[Items from a data source]
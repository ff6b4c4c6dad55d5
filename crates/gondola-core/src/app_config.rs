use std::path::PathBuf;

#[derive(Debug, Clone, PartialEq, Eq)]
pub enum Environment {
    Development,
    Test,
    Production,
}

impl std::fmt::Display for Environment {
    fn fmt(&self, f: &mut std::fmt::Formatter<'_>) -> std::fmt::Result {
        match self {
            Environment::Development => write!(f, "development"),
            Environment::Test => write!(f, "test"),
            Environment::Production => write!(f, "production"),
        }
    }
}

/// Browser launch settings handed to the automation backend for every new page.
#[derive(Debug, Clone, PartialEq, Eq)]
pub struct BrowserSettings {
    pub args: Vec<String>,
    pub user_agent: String,
    pub window_width: u32,
    pub window_height: u32,
}

#[derive(Debug, Clone)]
pub struct AppConfig {
    pub env: Environment,
    pub log_level: String,
    pub sources_path: PathBuf,
    pub list_path: PathBuf,
    pub webdriver_url: String,
    pub webdriver_timeout_secs: u64,
    pub browser: BrowserSettings,
}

**WHAT IS REQUIRED**
Copy each line of the entries exactly.

**SOLUTION TO THE EXERCISE**
repository ff6b4c4c6dad55d5
filename crates/gondola-core/src/app_config.rs
use std::path::PathBuf;

#[derive(Debug, Clone, PartialEq, Eq)]
pub enum Environment {
    Development,
    Test,
    Production,
}

impl std::fmt::Display for Environment {
    fn fmt(&self, f: &mut std::fmt::Formatter<'_>) -> std::fmt::Result {
        match self {
            Environment::Development => write!(f, "development"),
            Environment::Test => write!(f, "test"),
            Environment::Production => write!(f, "production"),
        }
    }
}

/// Browser launch settings handed to the automation backend for every new page.
#[derive(Debug, Clone, PartialEq, Eq)]
pub struct BrowserSettings {
    pub args: Vec<String>,
    pub user_agent: String,
    pub window_width: u32,
    pub window_height: u32,
}

#[derive(Debug, Clone)]
pub struct AppConfig {
    pub env: Environment,
    pub log_level: String,
    pub sources_path: PathBuf,
    pub list_path: PathBuf,
    pub webdriver_url: String,
    pub webdriver_timeout_secs: u64,
    pub browser: BrowserSettings,
}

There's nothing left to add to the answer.